## What is expected
How many of the lines below contain "FileNotFound"? Answer with that number alone.

[Saved data entries]
"""
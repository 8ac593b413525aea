use std::collections::{BTreeMap, BTreeSet};

use serde::{Deserialize, Serialize};

use crate::error::{ModelError, Result};

/// One job listing: every header of the source mapped to its cell text.
///
/// Cells are stored in an ordered map, so iteration visits columns
/// lexicographically by name rather than in file order.
#[derive(Debug, Clone, Default, PartialEq, Eq, Serialize, Deserialize)]
#[serde(transparent)]
pub struct Row {
    cells: BTreeMap<String, String>,
}

impl Row {
    /// Returns the cell for `column`, or `None` when the row has no such key.
    pub fn get(&self, column: &str) -> Option<&str> {
        self.cells.get(column).map(String::as_str)
    }

    /// Iterates over `(column, value)` pairs in column-name order.
    pub fn iter(&self) -> impl Iterator<Item = (&str, &str)> {
        self.cells
            .iter()
            .map(|(column, value)| (column.as_str(), value.as_str()))
    }

    pub fn values(&self) -> impl Iterator<Item = &str> {
        self.cells.values().map(String::as_str)
    }

    pub fn len(&self) -> usize {
        self.cells.len()
    }

    pub fn is_empty(&self) -> bool {
        self.cells.is_empty()
    }
}

impl<K, V> FromIterator<(K, V)> for Row
where
    K: Into<String>,
    V: Into<String>,
{
    fn from_iter<I: IntoIterator<Item = (K, V)>>(iter: I) -> Self {
        Self {
            cells: iter
                .into_iter()
                .map(|(column, value)| (column.into(), value.into()))
                .collect(),
        }
    }
}

/// The loaded dataset: column headers in file order and rows in source order.
#[derive(Debug, Clone, PartialEq, Eq, Serialize)]
pub struct JobTable {
    columns: Vec<String>,
    rows: Vec<Row>,
}

impl JobTable {
    /// Builds a table from a header list and raw records.
    ///
    /// Each record is matched positionally against `columns`. Records shorter
    /// than the header are padded with empty text so every row carries every
    /// column; cells past the last header are dropped.
    ///
    /// # Errors
    ///
    /// Returns [`ModelError::EmptyColumnName`] for a blank header and
    /// [`ModelError::DuplicateColumn`] when two headers share a name.
    pub fn from_records(columns: Vec<String>, records: Vec<Vec<String>>) -> Result<Self> {
        validate_columns(&columns)?;
        let rows: Vec<Row> = records
            .into_iter()
            .map(|record| {
                let mut cells = record.into_iter();
                columns
                    .iter()
                    .map(|column| (column.clone(), cells.next().unwrap_or_default()))
                    .collect::<Row>()
            })
            .collect();
        Ok(Self { columns, rows })
    }

    pub fn columns(&self) -> &[String] {
        &self.columns
    }

    pub fn rows(&self) -> &[Row] {
        &self.rows
    }

    pub fn len(&self) -> usize {
        self.rows.len()
    }

    pub fn is_empty(&self) -> bool {
        self.rows.is_empty()
    }

    /// Returns true if `name` is one of the headers (exact, case-sensitive).
    pub fn has_column(&self, name: &str) -> bool {
        self.columns.iter().any(|column| column == name)
    }

    /// Finds a header equal to `name` ignoring case.
    pub fn find_column_ignore_case(&self, name: &str) -> Option<&str> {
        let wanted = name.to_lowercase();
        self.columns
            .iter()
            .find(|column| column.to_lowercase() == wanted)
            .map(String::as_str)
    }
}

fn validate_columns(columns: &[String]) -> Result<()> {
    let mut seen = BTreeSet::new();
    for (position, column) in columns.iter().enumerate() {
        if column.trim().is_empty() {
            return Err(ModelError::EmptyColumnName { position });
        }
        if !seen.insert(column.as_str()) {
            return Err(ModelError::DuplicateColumn(column.clone()));
        }
    }
    Ok(())
}
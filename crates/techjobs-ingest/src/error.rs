//! Error types for job data ingestion.

use std::path::PathBuf;

use techjobs_model::ModelError;
use thiserror::Error;

/// Errors that can occur while loading the job listing source.
#[derive(Debug, Error)]
pub enum IngestError {
    // === File System Errors ===
    /// Source file does not exist.
    #[error("job data file not found: {path}")]
    FileNotFound { path: PathBuf },

    /// Source exists but could not be opened or read.
    #[error("failed to read file {path}: {source}")]
    FileRead {
        path: PathBuf,
        #[source]
        source: std::io::Error,
    },

    /// Source is larger than the configured limit.
    #[error("file {path} is {size} bytes, exceeding the {max_size} byte limit")]
    FileTooLarge {
        path: PathBuf,
        size: u64,
        max_size: u64,
    },

    /// Source carries a byte-order mark for an encoding other than UTF-8.
    #[error("unsupported encoding {encoding} in {path} (expected UTF-8)")]
    UnsupportedEncoding {
        path: PathBuf,
        encoding: &'static str,
    },

    // === CSV Parsing Errors ===
    /// Malformed delimited content.
    #[error("failed to parse CSV {path}: {message}")]
    CsvParse {
        path: PathBuf,
        line: Option<u64>,
        message: String,
    },

    /// Source has no header record.
    #[error("CSV file is empty: {path}")]
    EmptySource { path: PathBuf },

    /// Source has a header but no data rows.
    #[error("CSV file has a header but no records: {path}")]
    NoRecords { path: PathBuf },

    /// Header row violates a table invariant.
    #[error("invalid header in {path}: {source}")]
    InvalidHeader {
        path: PathBuf,
        #[source]
        source: ModelError,
    },
}

/// Result type for ingestion operations.
pub type Result<T> = std::result::Result<T, IngestError>;

#[cfg(test)]
mod tests {
    use super::*;

    #[test]
    fn test_error_display() {
        let err = IngestError::FileNotFound {
            path: PathBuf::from("resources/job_data.csv"),
        };
        assert_eq!(
            err.to_string(),
            "job data file not found: resources/job_data.csv"
        );
    }

    #[test]
    fn test_invalid_header_keeps_source() {
        let err = IngestError::InvalidHeader {
            path: PathBuf::from("jobs.csv"),
            source: ModelError::DuplicateColumn("Employer".to_string()),
        };
        let source = std::error::Error::source(&err).expect("source");
        assert_eq!(source.to_string(), "duplicate column name: Employer");
    }
}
"""
## Written answer
2